Force minimum of quadratic fit to certain data point I want to fit some data $(x_i, y_i)$ with quadratic function. No problem till there. However, I want the polynomium minimum of the fitted curve to be at certain point $(x_k, y_k)$. If it is possible, I'd like a python example.
Here is the data I work with:
In [161]: x
Out[161]: 
array([ 0. ,  0.1,  0.2,  0.3,  0.4,  0.5,  0.6,  0.7,  0.8,  0.9,  1. ,
        1.1])

In [162]: y
Out[162]: 
array([-78314.37119, -78314.4009 , -78314.40665, -78314.40274,
       -78314.39626, -78314.39821, -78314.39658, -78314.38418,
       -78314.37636, -78314.35708, -78314.33658, -78314.29853])

In [159]: xf
Out[159]: [0.2]

In [160]: yf
Out[160]: [-78314.40665]

xf and yf are the coordinates of the quadratic fitted minimum (which is the minimum of all the (x,y) values)
 A: As Jyrki Lahtonen commented, the problem reduces to finding the best value of $c$ for the model $$y=c(x-x_k)^2+y_k$$ based on $n$ data points $(x_i,y_i)$. If you define $z_i=(y_i-y_k)$ and $t_i=(x_i-x_k)^2$ then, the model reduces to $$z=c t$$ which corresponds to a linear regression without intercept.
If you want to minimize the sum of squared errors, you would have $$c=\frac{\sum_{i=1}^n t_i z_i }{ \sum_{i=1}^n t_i^2}$$ Using your data 
$$\left(
\begin{array}{cc}
t_i & z_i \\
 0.04 & 0.03546 \\
 0.01 & 0.00575 \\
 0.00 & 0.00000 \\
 0.01 & 0.00391 \\
 0.04 & 0.01039 \\
 0.09 & 0.00844 \\
 0.16 & 0.01007 \\
 0.25 & 0.02247 \\
 0.36 & 0.03029 \\
 0.49 & 0.04957 \\
 0.64 & 0.07007 \\
 0.81 & 0.10812
\end{array}
\right)$$
leading to $c=0.115658$ which is in fact exactly $\frac{887673}{7675000}$.
A: You want to fit a second degree polynomial, i.e., find coefficients $(a,b,c)$ in:
$$y=a+bx+cx^2.$$
The minimum is at
$$0=b+2cx \iff x=-\frac{b}{2c}$$
The value at the minimum is
$$f(x=-\frac{b}{2c})$$
So to fit your function, you could use ordinary least squares with constraints.
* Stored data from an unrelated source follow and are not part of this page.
//! メインパーサー構造と宣言認識の状態機械

use std::collections::VecDeque;

use crate::ast::Function;
use crate::error::ParserError;
use crate::lexer::{Keyword, Location, Token, TokenKind};

use super::ParseResult;

/// 宣言認識の状態
///
/// 引数リストと本体の読み取りは遷移の中で閉じ括弧まで一気に行うため、
/// 状態としては現れない。
#[derive(Debug)]
enum State {
    Idle,
    /// `func` を読んだ
    SeenFunc(Token),
    /// 関数名を読んだ
    SeenName(Function),
    /// 引数リストを読んだ
    SeenArgs(Function),
    /// `-> type` を読んだ
    SeenReturner(Function),
}

/// Rillパーサー
///
/// トークンは先頭から取り出され、一度しか読まれない。
pub struct Parser {
    pub(super) pending: VecDeque<Token>,
    pub(super) last_location: Option<Location>,
}

impl Parser {
    pub fn new(tokens: Vec<Token>) -> Self {
        Self {
            pending: tokens.into(),
            last_location: None,
        }
    }

    /// トークン列をすべて消費して関数宣言を集める
    pub fn parse(mut self) -> ParseResult<Vec<Function>> {
        let mut functions = Vec::new();
        let mut state = State::Idle;

        while let Some(token) = self.pop() {
            state = match (state, token.kind) {
                (State::Idle, TokenKind::Name) if token.is_keyword(Keyword::Func) => {
                    State::SeenFunc(token)
                }
                (State::SeenFunc(_), TokenKind::Name) if token.keyword().is_none() => {
                    State::SeenName(Function::new(token))
                }
                (State::Idle | State::SeenFunc(_), TokenKind::OpenParen) => {
                    return Err(ParserError::MissingFunctionName {
                        location: token.location,
                    });
                }
                (State::SeenName(mut function), TokenKind::OpenParen) => {
                    function.arguments = self.parse_arguments(&token)?;
                    State::SeenArgs(function)
                }
                (State::SeenArgs(mut function), TokenKind::Arrow) => {
                    function.return_type = Some(self.parse_return_type(&token)?);
                    State::SeenReturner(function)
                }
                (
                    State::SeenArgs(mut function) | State::SeenReturner(mut function),
                    TokenKind::OpenBrace,
                ) => {
                    function.body_tokens = self.collect_body(&token)?;
                    log::debug!("parsed {} at {}", function.inspect(), function.declaring_token.location);
                    functions.push(function);
                    State::Idle
                }
                // 宣言以外で始まる文はまだ扱えない
                (
                    State::Idle,
                    TokenKind::Name
                    | TokenKind::Number
                    | TokenKind::Minus
                    | TokenKind::Plus
                    | TokenKind::Star
                    | TokenKind::Slash
                    | TokenKind::Percent
                    | TokenKind::Equal
                    | TokenKind::Semicolon
                    | TokenKind::DoubleQuote
                    | TokenKind::SingleQuote
                    | TokenKind::StringLiteral
                    | TokenKind::CharLiteral,
                ) => {
                    return Err(ParserError::Unsupported {
                        construct: format!("Statement starting with `{}`", token.text),
                        location: token.location,
                    });
                }
                _ => return Err(self.unexpected(token)),
            };
        }

        match state {
            State::Idle => Ok(functions),
            State::SeenFunc(token) => Err(ParserError::UnfinishedDeclaration {
                location: token.location,
            }),
            State::SeenName(function) | State::SeenArgs(function) | State::SeenReturner(function) => {
                Err(ParserError::UnfinishedDeclaration {
                    location: function.declaring_token.location,
                })
            }
        }
    }

    // ==================== ユーティリティメソッド ====================

    /// 次のトークンを取り出す
    pub(super) fn pop(&mut self) -> Option<Token> {
        let token = self.pending.pop_front()?;
        self.last_location = Some(token.location.clone());
        Some(token)
    }

    /// 次のトークンを覗く（取り出さない）
    pub(super) fn peek(&self) -> Option<&Token> {
        self.pending.front()
    }

    /// 予期しないトークンエラーを作成
    pub(super) fn unexpected(&self, token: Token) -> ParserError {
        ParserError::UnexpectedToken {
            found: token.text,
            location: token.location,
        }
    }
}
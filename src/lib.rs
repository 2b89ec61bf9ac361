//! Drainr - graceful shutdown for servers whose handlers take over their connections
//!
//! A listener's shutdown stops new connections but cannot wait for handlers
//! that hijacked theirs. `drain::Coordinator` counts those handlers, refuses
//! new ones once shutdown begins, and signals when the last one leaves.
//! The `daemon` and `ipc` modules put it to work in a Unix socket server.

pub mod daemon;
pub mod drain;
pub mod error;
pub mod ipc;

pub use error::{DrainrError, Result};
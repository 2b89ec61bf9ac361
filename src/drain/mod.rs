//! Drain coordination for hijacked request handlers
//!
//! A listener's own shutdown stops accepting connections, but it cannot see
//! handlers that took over their connection. This module provides:
//! - `Coordinator`: counts tracked operations and signals quiescence
//! - `ActiveGuard`: RAII admission that always exits
//! - `TrackedHandler`: `RequestHandler` decorator that tracks each request
//! - `Deadline`: time and cancellation bounds for the drain wait
//! - `join_with_external_shutdown`: drain alongside a listener shutdown

pub mod coordinator;
pub mod deadline;
pub mod error;
pub mod guard;
pub mod join;
pub mod tracked;

pub use coordinator::Coordinator;
pub use deadline::Deadline;
pub use error::{BoxError, DrainError, ShutdownErrors};
pub use guard::ActiveGuard;
pub use join::join_with_external_shutdown;
pub use tracked::TrackedHandler;
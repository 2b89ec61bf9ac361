//! Daemon Core - request handlers and the serve loop
//!
//! The daemon is the long-running process that:
//! - Listens on a Unix socket for client requests
//! - Tracks every admitted request with a drain `Coordinator`
//! - On shutdown, stops the listener and drains in-flight requests together

use std::path::PathBuf;

pub mod handlers;
pub mod serve;

pub use handlers::DaemonHandler;
pub use serve::{Daemon, ServeOptions};

/// Default socket location under the user's local data directory
pub fn default_socket_path() -> PathBuf {
    dirs::data_local_dir()
        .unwrap_or_else(|| PathBuf::from("."))
        .join("drainr")
        .join("drainr.sock")
}

#[cfg(test)]
mod tests {
    use super::*;

    #[test]
    fn test_default_socket_path() {
        let path = default_socket_path();
        assert!(path.ends_with("drainr/drainr.sock"));
    }
}
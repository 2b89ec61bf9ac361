//! Wire messages between clients and the daemon.
//!
//! One JSON object per line over the Unix socket. Requests and responses are
//! paired by `id`; events carry no id and only reach subscribed connections.
//! Field names follow JSON-RPC, but there is no `jsonrpc` envelope.

use serde::{Deserialize, Serialize};
use serde_json::{Value, json};
use thiserror::Error;

#[derive(Debug, Clone, Serialize, Deserialize)]
pub struct DaemonRequest {
    pub id: u64,
    pub method: String,
    /// Missing params decode as `null`
    #[serde(default)]
    pub params: Value,
}

impl DaemonRequest {
    pub fn new(id: u64, method: impl Into<String>, params: Value) -> Self {
        Self {
            id,
            method: method.into(),
            params,
        }
    }

    /// Request with an empty params object
    pub fn no_params(id: u64, method: impl Into<String>) -> Self {
        Self::new(id, method, json!({}))
    }
}

/// Exactly one of `result` and `error` is set.
#[derive(Debug, Clone, Serialize, Deserialize)]
pub struct DaemonResponse {
    pub id: u64,
    #[serde(default, skip_serializing_if = "Option::is_none")]
    pub result: Option<Value>,
    #[serde(default, skip_serializing_if = "Option::is_none")]
    pub error: Option<DaemonError>,
}

impl DaemonResponse {
    pub fn success(id: u64, result: Value) -> Self {
        Self {
            id,
            result: Some(result),
            error: None,
        }
    }

    pub fn error(id: u64, error: DaemonError) -> Self {
        Self {
            id,
            result: None,
            error: Some(error),
        }
    }

    pub fn is_success(&self) -> bool {
        self.error.is_none()
    }

    /// True when a draining daemon refused the request
    pub fn is_unavailable(&self) -> bool {
        self.error
            .as_ref()
            .is_some_and(|e| e.code == ErrorCode::SERVICE_UNAVAILABLE)
    }

    /// Split into the result value or the daemon's error.
    pub fn into_result(self) -> Result<Value, DaemonError> {
        match self.error {
            Some(error) => Err(error),
            None => Ok(self.result.unwrap_or(Value::Null)),
        }
    }
}

#[derive(Debug, Clone, PartialEq, Serialize, Deserialize, Error)]
#[error("[{code}] {message}")]
pub struct DaemonError {
    pub code: i32,
    pub message: String,
    #[serde(default, skip_serializing_if = "Option::is_none")]
    pub data: Option<Value>,
}

impl DaemonError {
    pub fn new(code: i32, message: impl Into<String>) -> Self {
        Self {
            code,
            message: message.into(),
            data: None,
        }
    }

    pub fn with_data(mut self, data: Value) -> Self {
        self.data = Some(data);
        self
    }

    pub fn parse_error(message: impl Into<String>) -> Self {
        Self::new(ErrorCode::PARSE_ERROR, message)
    }

    pub fn method_not_found(method: impl Into<String>) -> Self {
        Self::new(
            ErrorCode::METHOD_NOT_FOUND,
            format!("Unknown method: {}", method.into()),
        )
    }

    pub fn invalid_params(message: impl Into<String>) -> Self {
        Self::new(ErrorCode::INVALID_PARAMS, message)
    }

    /// Refusal sent while the daemon drains; `data.method` names the request
    pub fn service_unavailable(method: &str) -> Self {
        Self::new(ErrorCode::SERVICE_UNAVAILABLE, "Service unavailable: shutting down")
            .with_data(json!({ "method": method }))
    }
}

/// Error codes. The negative ones are borrowed from JSON-RPC; 503 mirrors
/// HTTP's Service Unavailable.
pub struct ErrorCode;

impl ErrorCode {
    pub const PARSE_ERROR: i32 = -32700;
    pub const METHOD_NOT_FOUND: i32 = -32601;
    pub const INVALID_PARAMS: i32 = -32602;
    pub const SERVICE_UNAVAILABLE: i32 = 503;
}

/// Pushed to subscribed connections; has no id.
#[derive(Debug, Clone, Serialize, Deserialize)]
pub struct DaemonEvent {
    pub event: String,
    pub data: Value,
}

impl DaemonEvent {
    pub fn new(event: impl Into<String>, data: Value) -> Self {
        Self {
            event: event.into(),
            data,
        }
    }

    /// Sent once when shutdown begins, with the number still in flight
    pub fn shutting_down(active: usize) -> Self {
        Self::new(Events::SHUTTING_DOWN, json!({ "active": active }))
    }
}

pub struct Methods;

impl Methods {
    pub const PING: &'static str = "ping";
    pub const ECHO: &'static str = "echo";
    pub const STATUS: &'static str = "status";
    pub const SLEEP: &'static str = "sleep";
    /// Handled by the server itself; never reaches a `RequestHandler`
    pub const SUBSCRIBE: &'static str = "subscribe";
}

pub struct Events;

impl Events {
    pub const SHUTTING_DOWN: &'static str = "server.shutting_down";
}

#[cfg(test)]
mod tests {
    use super::*;

    #[test]
    fn test_request_params() {
        let req = DaemonRequest::new(1, "sleep", json!({"ms": 10}));
        assert_eq!(req.params["ms"], 10);

        let req = DaemonRequest::no_params(42, "ping");
        assert!(req.params.is_object());
    }

    #[test]
    fn test_request_missing_params_decodes_as_null() {
        let req: DaemonRequest = serde_json::from_str(r#"{"id":3,"method":"status"}"#).unwrap();
        assert_eq!(req.id, 3);
        assert!(req.params.is_null());
    }

    #[test]
    fn test_unavailable_response() {
        let resp = DaemonResponse::error(7, DaemonError::service_unavailable("sleep"));
        assert!(!resp.is_success());
        assert!(resp.is_unavailable());

        let error = resp.into_result().unwrap_err();
        assert_eq!(error.code, 503);
        assert_eq!(error.data.unwrap()["method"], "sleep");
    }

    #[test]
    fn test_other_errors_are_not_unavailable() {
        let resp = DaemonResponse::error(1, DaemonError::invalid_params("bad"));
        assert!(!resp.is_success());
        assert!(!resp.is_unavailable());
    }

    #[test]
    fn test_into_result_success() {
        let resp = DaemonResponse::success(1, json!({"pong": true}));
        assert_eq!(resp.into_result().unwrap()["pong"], true);
    }

    #[test]
    fn test_error_display() {
        let err = DaemonError::method_not_found("frobnicate");
        assert_eq!(err.code, ErrorCode::METHOD_NOT_FOUND);
        assert_eq!(err.to_string(), "[-32601] Unknown method: frobnicate");
    }

    #[test]
    fn test_response_wire_format() {
        let json = serde_json::to_string(&DaemonResponse::success(1, json!("ok"))).unwrap();
        assert_eq!(json, r#"{"id":1,"result":"ok"}"#);

        let json =
            serde_json::to_string(&DaemonResponse::error(2, DaemonError::service_unavailable("echo")))
                .unwrap();
        assert!(!json.contains("result"));
        assert!(json.contains(r#""code":503"#));
    }

    #[test]
    fn test_shutting_down_event() {
        let event = DaemonEvent::shutting_down(3);
        assert_eq!(event.event, Events::SHUTTING_DOWN);
        assert_eq!(event.data["active"], 3);
    }
}
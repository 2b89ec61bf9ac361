//! Drain the coordinator alongside another subsystem's shutdown.

use std::future::Future;

use crate::drain::coordinator::Coordinator;
use crate::drain::deadline::Deadline;
use crate::drain::error::{BoxError, ShutdownErrors};

/// Run the coordinator drain and `external` concurrently under the same
/// deadline, wait for both, and report every failure.
///
/// `external` is typically the listener's own shutdown, which stops new
/// connections but cannot see handlers that took over their connection.
/// If `external` outlives the deadline it is dropped and reported as
/// [`DrainError::DeadlineExceeded`](crate::drain::DrainError::DeadlineExceeded)
/// (or `Cancelled`) on the external side.
pub async fn join_with_external_shutdown<F, E>(
    coordinator: &Coordinator,
    deadline: Deadline,
    external: F,
) -> Result<(), ShutdownErrors>
where
    F: Future<Output = Result<(), E>>,
    E: Into<BoxError>,
{
    let (drain, external) = tokio::join!(
        coordinator.shutdown(deadline.clone()),
        deadline.run(external),
    );

    let external = match external {
        Ok(Ok(())) => Ok(()),
        Ok(Err(e)) => Err(e.into()),
        Err(expired) => Err(BoxError::from(expired)),
    };
    ShutdownErrors::from_results(drain, external)
}
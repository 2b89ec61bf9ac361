//! Request handler decorator that brackets every request with enter/exit.

use log::debug;

use crate::drain::coordinator::Coordinator;
use crate::ipc::messages::{DaemonError, DaemonRequest, DaemonResponse};
use crate::ipc::server::RequestHandler;

/// Wraps a [`RequestHandler`] so the coordinator can wait for every request it
/// admitted, including requests whose connection the handler has taken over.
///
/// Once shutdown has begun, requests are answered with
/// [`ErrorCode::SERVICE_UNAVAILABLE`](crate::ipc::ErrorCode::SERVICE_UNAVAILABLE)
/// and the inner handler is not called. Methods listed with
/// [`with_untracked`](Self::with_untracked) bypass both the count and the
/// refusal, so they can still report on a drain in progress.
pub struct TrackedHandler<H> {
    coordinator: Coordinator,
    inner: H,
    untracked: &'static [&'static str],
}

impl<H: RequestHandler> TrackedHandler<H> {
    pub fn new(coordinator: Coordinator, inner: H) -> Self {
        Self {
            coordinator,
            inner,
            untracked: &[],
        }
    }

    /// Pass these methods straight to the inner handler
    pub fn with_untracked(mut self, methods: &'static [&'static str]) -> Self {
        self.untracked = methods;
        self
    }

    pub fn coordinator(&self) -> &Coordinator {
        &self.coordinator
    }

    pub fn inner(&self) -> &H {
        &self.inner
    }

    pub fn is_tracked(&self, method: &str) -> bool {
        !self.untracked.iter().any(|m| *m == method)
    }
}

impl<H: RequestHandler> RequestHandler for TrackedHandler<H> {
    fn handle(
        &self,
        request: DaemonRequest,
    ) -> impl std::future::Future<Output = DaemonResponse> + Send {
        async move {
            if !self.is_tracked(&request.method) {
                return self.inner.handle(request).await;
            }
            let Some(_guard) = self.coordinator.enter() else {
                debug!("Rejecting '{}' (id {}): shutting down", request.method, request.id);
                return DaemonResponse::error(
                    request.id,
                    DaemonError::service_unavailable(&request.method),
                );
            };
            self.inner.handle(request).await
        }
    }
}

#[cfg(test)]
mod tests {
    use super::*;
    use crate::drain::Deadline;
    use crate::ipc::messages::ErrorCode;
    use crate::ipc::server::CallbackHandler;
    use std::sync::Arc;
    use std::sync::atomic::{AtomicUsize, Ordering};
    use std::time::Duration;

    struct SleepHandler {
        calls: Arc<AtomicUsize>,
        delay: Duration,
    }

    impl RequestHandler for SleepHandler {
        fn handle(
            &self,
            request: DaemonRequest,
        ) -> impl std::future::Future<Output = DaemonResponse> + Send {
            self.calls.fetch_add(1, Ordering::SeqCst);
            let delay = self.delay;
            async move {
                tokio::time::sleep(delay).await;
                DaemonResponse::success(request.id, serde_json::json!({"slept": true}))
            }
        }
    }

    struct PanicHandler;

    async fn crash() -> DaemonResponse {
        panic!("handler crashed");
    }

    impl RequestHandler for PanicHandler {
        fn handle(
            &self,
            _request: DaemonRequest,
        ) -> impl std::future::Future<Output = DaemonResponse> + Send {
            crash()
        }
    }

    #[tokio::test]
    async fn test_tracked_handler_passes_through() {
        let coordinator = Coordinator::new();
        let handler = TrackedHandler::new(
            coordinator.clone(),
            CallbackHandler::new(|req| DaemonResponse::success(req.id, serde_json::json!("ok"))),
        );

        let response = handler.handle(DaemonRequest::no_params(5, "ping")).await;
        assert!(response.is_success());
        assert_eq!(response.id, 5);
        assert_eq!(coordinator.active_count(), 0);
    }

    #[tokio::test]
    async fn test_tracked_handler_counts_in_flight() {
        let coordinator = Coordinator::new();
        let calls = Arc::new(AtomicUsize::new(0));
        let handler = Arc::new(TrackedHandler::new(
            coordinator.clone(),
            SleepHandler {
                calls: Arc::clone(&calls),
                delay: Duration::from_millis(20),
            },
        ));

        let in_flight = Arc::clone(&handler);
        let task = tokio::spawn(async move {
            in_flight.handle(DaemonRequest::no_params(1, "sleep")).await
        });
        while coordinator.active_count() == 0 {
            tokio::task::yield_now().await;
        }

        let result = coordinator.shutdown(Deadline::after(Duration::from_secs(5))).await;
        assert_eq!(result, Ok(()));
        assert!(task.await.unwrap().is_success());
        assert_eq!(calls.load(Ordering::SeqCst), 1);
    }

    #[tokio::test]
    async fn test_tracked_handler_rejects_after_shutdown() {
        let coordinator = Coordinator::new();
        let calls = Arc::new(AtomicUsize::new(0));
        let handler = TrackedHandler::new(
            coordinator.clone(),
            SleepHandler {
                calls: Arc::clone(&calls),
                delay: Duration::from_millis(1),
            },
        );

        coordinator.begin_shutdown();

        let response = handler.handle(DaemonRequest::no_params(8, "sleep")).await;
        assert!(response.is_unavailable());
        assert_eq!(response.id, 8);
        assert_eq!(response.error.unwrap().code, ErrorCode::SERVICE_UNAVAILABLE);
        assert_eq!(calls.load(Ordering::SeqCst), 0);
        assert_eq!(coordinator.active_count(), 0);
    }

    #[tokio::test]
    async fn test_tracked_handler_exits_on_panic() {
        let coordinator = Coordinator::new();
        let handler = Arc::new(TrackedHandler::new(coordinator.clone(), PanicHandler));

        let task = tokio::spawn(async move {
            handler.handle(DaemonRequest::no_params(1, "boom")).await
        });
        assert!(task.await.is_err());

        assert_eq!(coordinator.active_count(), 0);
        let result = coordinator.shutdown(Deadline::after(Duration::from_millis(10))).await;
        assert_eq!(result, Ok(()));
    }

    #[tokio::test]
    async fn test_untracked_method_bypasses_count_and_refusal() {
        let coordinator = Coordinator::new();
        let counter = coordinator.clone();
        let handler = TrackedHandler::new(
            coordinator.clone(),
            CallbackHandler::new(move |req| {
                DaemonResponse::success(req.id, serde_json::json!({"active": counter.active_count()}))
            }),
        )
        .with_untracked(&["status"]);

        assert!(handler.is_tracked("sleep"));
        assert!(!handler.is_tracked("status"));

        // Not counted while it runs
        let response = handler.handle(DaemonRequest::no_params(1, "status")).await;
        assert_eq!(response.result.unwrap()["active"], 0);

        // Still answered once draining, while tracked methods are refused
        assert!(coordinator.try_enter());
        coordinator.begin_shutdown();
        let response = handler.handle(DaemonRequest::no_params(2, "status")).await;
        assert_eq!(response.result.unwrap()["active"], 1);
        let refused = handler.handle(DaemonRequest::no_params(3, "other")).await;
        assert!(refused.is_unavailable());

        coordinator.exit();
        assert!(coordinator.is_quiescent());
    }
}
The constraints are:


*

*$c<0$ (for minimum)

*$-\frac{b}{2c}=x_k$

*$f(-\frac{b}{2c})=a-\frac{b^2}{2c}+\frac{b^2}{4c}=a-\frac{b^2}{4c}=y_k$


where $(x_k,y_k)$ is the point of the global minimum. I don't really know how to implement this in python, but I should think that OLS with constraints is very common.